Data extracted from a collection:
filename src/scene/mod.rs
pub(crate) mod model;
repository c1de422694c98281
use super::*;

#[test]
fn frame_range_contains_boundaries() {
    let r = FrameRange::new(FrameIndex(2), FrameIndex(5)).unwrap();
    assert!(!r.contains(FrameIndex(1)));
    assert!(r.contains(FrameIndex(2)));
    assert!(r.contains(FrameIndex(4)));
    assert!(!r.contains(FrameIndex(5)));
    assert_eq!(r.local(FrameIndex(4)), 2);
    assert!(FrameRange::new(FrameIndex(3), FrameIndex(2)).is_err());
}

#[test]
fn fps_frames_secs_roundtrip_floor() {
    let fps = Fps::new(30000, 1001).unwrap();
    let secs = fps.frames_to_secs(123);
    assert_eq!(fps.secs_to_frames_floor(secs), 123);
}

#[test]
fn fps_round_handles_non_finite() {
    let fps = Fps::whole(30).unwrap();
    assert_eq!(fps.secs_to_frames_round(2.5), 75);
    assert_eq!(fps.secs_to_frames_round(f64::NAN), 0);
    assert_eq!(fps.secs_to_frames_round(-1.0), 0);
    assert!(Fps::whole(0).is_err());
}

#[test]
fn canvas_center_and_len() {
    let c = Canvas {
        width: 64,
        height: 32,
    };
    assert_eq!(c.center(), Point::new(32.0, 16.0));
    assert_eq!(c.byte_len(), 64 * 32 * 4);
}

> **Exercise prompt**: What lines in the entries above hold "unwrap"? Copy every one.

> **Expected answer**:
    let r = FrameRange::new(FrameIndex(2), FrameIndex(5)).unwrap();
    let fps = Fps::new(30000, 1001).unwrap();
    let fps = Fps::whole(30).unwrap();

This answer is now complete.